### [TASK TO CARRY OUT]
Starting with the opening line of the material, restate every line word for word, and end on the line containing "pub trait DmaChannel: Send".

-------- RECORDS SHOWN --------

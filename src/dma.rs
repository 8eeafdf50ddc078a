//! DMA receive channel.
//!
//! The samples produced by the data inspector are sent over AXI4-Stream to
//! the S2MM channel of a Xilinx AXI DMA core in simple (non scatter-gather)
//! mode. This module contains the [`DmaChannel`] abstraction used by the frame
//! acquisition and its implementation for the AXI DMA.

use crate::buffer::DmaBuffer;
use crate::error::Error;
use crate::registers::RegisterMemory;
use crate::uio::Uio;
use anyhow::Context;
use inspector_pac::axi_dma::{dmacr, dmasr, RegisterBlock};

/// Inbound DMA channel.
pub trait DmaChannel: Send {
    /// Starts a transfer that fills `buffer`.
    ///
    /// The buffer must stay allocated until [`DmaChannel::poll_done`] returns
    /// `Ok(true)` or the transfer is aborted.
    fn start(&mut self, buffer: &mut DmaBuffer) -> Result<(), Error>;

    /// Checks whether the transfer in flight has completed.
    fn poll_done(&mut self) -> Result<bool, Error>;

    /// Aborts the transfer in flight, leaving the channel ready for a new
    /// transfer.
    fn abort(&mut self);
}

// The S2MM length register is 26 bits wide when the core is built with the
// maximum buffer length width.
const MAX_TRANSFER_BYTES: usize = (1 << 26) - 1;

// Number of status register reads to wait for a soft reset to complete.
const RESET_POLLS: usize = 1000;

/// S2MM channel of an AXI DMA core.
pub struct AxiDma {
    registers: RegisterMemory<RegisterBlock>,
    in_flight: bool,
}

impl AxiDma {
    /// Opens the AXI DMA core through its UIO device.
    ///
    /// The channel is reset and started.
    pub async fn open(uio_name: &str) -> anyhow::Result<AxiDma> {
        let uio = Uio::from_name(uio_name)
            .await
            .context("failed to open AXI DMA UIO")?;
        let mapping = uio
            .map_mapping(0)
            .await
            .context("failed to map AXI DMA UIO")?;
        let phys_addr = uio.map_addr(0).await?;
        tracing::info!(
            "opened AXI DMA {} at physical address {phys_addr:#08x}",
            uio.name()
        );
        let mut dma = AxiDma {
            registers: RegisterMemory::Mapped(mapping),
            in_flight: false,
        };
        dma.abort();
        Ok(dma)
    }

    #[cfg(test)]
    fn in_memory() -> AxiDma {
        AxiDma {
            registers: RegisterMemory::Owned(Box::default()),
            in_flight: false,
        }
    }

    fn status(&self) -> u32 {
        self.registers.s2mm_dmasr.get()
    }

    // The interrupt bits are write-one-to-clear. They are set even though
    // the interrupts are not enabled, and must be cleared before the next
    // transfer.
    fn acknowledge(&self, status: u32) {
        let pending = status & (dmasr::IOC_IRQ | dmasr::ERR_IRQ);
        if pending != 0 {
            self.registers.s2mm_dmasr.set(pending);
        }
    }

    fn run(&self) -> Result<(), Error> {
        if self.status() & dmasr::HALTED != 0 {
            let control = self.registers.s2mm_dmacr.get();
            self.registers.s2mm_dmacr.set(control | dmacr::RS);
            if self.status() & dmasr::HALTED != 0 {
                return Err(Error::ChannelHalted);
            }
        }
        Ok(())
    }
}

impl std::fmt::Debug for AxiDma {
    fn fmt(&self, f: &mut std::fmt::Formatter<'_>) -> Result<(), std::fmt::Error> {
        f.debug_struct("AxiDma")
            .field("s2mm_dmasr", &format_args!("{:#010x}", self.status()))
            .field("in_flight", &self.in_flight)
            .finish()
    }
}

impl DmaChannel for AxiDma {
    fn start(&mut self, buffer: &mut DmaBuffer) -> Result<(), Error> {
        if self.in_flight {
            return Err(Error::ChannelBusy);
        }
        let bytes = buffer.size_bytes();
        if bytes > MAX_TRANSFER_BYTES {
            return Err(Error::TransferTooLarge {
                bytes,
                max: MAX_TRANSFER_BYTES,
            });
        }
        self.run()?;
        let addr = buffer.phys_addr();
        self.registers.s2mm_da.set(addr as u32);
        self.registers.s2mm_da_msb.set((addr >> 32) as u32);
        // writing the length starts the transfer
        self.registers.s2mm_length.set(bytes as u32);
        self.in_flight = true;
        tracing::trace!(addr, bytes, "S2MM transfer started");
        Ok(())
    }

    fn poll_done(&mut self) -> Result<bool, Error> {
        let status = self.status();
        if status & dmasr::ERROR_MASK != 0 {
            self.acknowledge(status);
            self.in_flight = false;
            return Err(Error::TransferFailed { status });
        }
        let done = status & dmasr::IDLE != 0;
        if done {
            self.acknowledge(status);
            self.in_flight = false;
        }
        Ok(done)
    }

    fn abort(&mut self) {
        self.registers.s2mm_dmacr.set(dmacr::RESET);
        let reset_done =
            (0..RESET_POLLS).any(|_| self.registers.s2mm_dmacr.get() & dmacr::RESET == 0);
        if !reset_done {
            tracing::warn!("AXI DMA soft reset did not complete");
        }
        self.registers.s2mm_dmacr.set(dmacr::RS);
        self.in_flight = false;
    }
}

#[cfg(test)]
mod test {
    use super::*;
    use crate::buffer::{DmaAllocator, HeapAllocator};

    #[test]
    fn start_programs_address_and_length() {
        let mut dma = AxiDma::in_memory();
        let mut buffer = HeapAllocator::new(128).allocate(128).unwrap();
        dma.start(&mut buffer).unwrap();
        let addr = buffer.phys_addr();
        assert_eq!(dma.registers.s2mm_da.get(), addr as u32);
        assert_eq!(dma.registers.s2mm_da_msb.get(), (addr >> 32) as u32);
        assert_eq!(dma.registers.s2mm_length.get(), 256);
        assert!(!dma.poll_done().unwrap());
        // a second transfer cannot be started while the first is in flight
        assert!(matches!(dma.start(&mut buffer), Err(Error::ChannelBusy)));
        dma.registers.s2mm_dmasr.set(dmasr::IDLE);
        assert!(dma.poll_done().unwrap());
        dma.start(&mut buffer).unwrap();
    }

    #[test]
    fn error_status() {
        let mut dma = AxiDma::in_memory();
        let mut buffer = HeapAllocator::new(16).allocate(16).unwrap();
        dma.start(&mut buffer).unwrap();
        dma.registers
            .s2mm_dmasr
            .set(dmasr::IDLE | dmasr::DMA_SLV_ERR);
        match dma.poll_done() {
            Err(Error::TransferFailed { status }) => {
                assert_eq!(status, dmasr::IDLE | dmasr::DMA_SLV_ERR)
            }
            other => panic!("unexpected {other:?}"),
        }
    }

    #[test]
    fn completion_is_acknowledged() {
        let mut dma = AxiDma::in_memory();
        let mut buffer = HeapAllocator::new(16).allocate(16).unwrap();
        dma.start(&mut buffer).unwrap();
        // the interrupt bit alone does not complete the transfer
        dma.registers.s2mm_dmasr.set(dmasr::IOC_IRQ);
        assert!(!dma.poll_done().unwrap());
        dma.registers.s2mm_dmasr.set(dmasr::IDLE | dmasr::IOC_IRQ);
        assert!(dma.poll_done().unwrap());
        // the in-memory register keeps the value written to clear the bit
        assert_eq!(dma.registers.s2mm_dmasr.get(), dmasr::IOC_IRQ);

        dma.start(&mut buffer).unwrap();
        dma.registers
            .s2mm_dmasr
            .set(dmasr::DMA_DEC_ERR | dmasr::ERR_IRQ);
        assert!(dma.poll_done().is_err());
        assert_eq!(dma.registers.s2mm_dmasr.get(), dmasr::ERR_IRQ);
    }

    #[test]
    fn halted_channel() {
        let mut dma = AxiDma::in_memory();
        let mut buffer = HeapAllocator::new(16).allocate(16).unwrap();
        // nothing clears the halted bit of the in-memory register block
        dma.registers.s2mm_dmasr.set(dmasr::HALTED);
        assert!(matches!(dma.start(&mut buffer), Err(Error::ChannelHalted)));
        assert_eq!(dma.registers.s2mm_dmacr.get() & dmacr::RS, dmacr::RS);
    }

    #[test]
    fn abort_restarts_channel() {
        let mut dma = AxiDma::in_memory();
        let mut buffer = HeapAllocator::new(16).allocate(16).unwrap();
        dma.start(&mut buffer).unwrap();
        dma.abort();
        // the in-memory reset bit never self-clears; the channel is still
        // set to run afterwards
        assert_eq!(dma.registers.s2mm_dmacr.get(), dmacr::RS);
        dma.start(&mut buffer).unwrap();
    }
}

--------

### [ANSWER BELOW]
filename src/dma.rs
repository 8eeafdf50ddc078a
//! DMA receive channel.
//!
//! The samples produced by the data inspector are sent over AXI4-Stream to
//! the S2MM channel of a Xilinx AXI DMA core in simple (non scatter-gather)
//! mode. This module contains the [`DmaChannel`] abstraction used by the frame
//! acquisition and its implementation for the AXI DMA.

use crate::buffer::DmaBuffer;
use crate::error::Error;
use crate::registers::RegisterMemory;
use crate::uio::Uio;
use anyhow::Context;
use inspector_pac::axi_dma::{dmacr, dmasr, RegisterBlock};

/// Inbound DMA channel.
pub trait DmaChannel: Send {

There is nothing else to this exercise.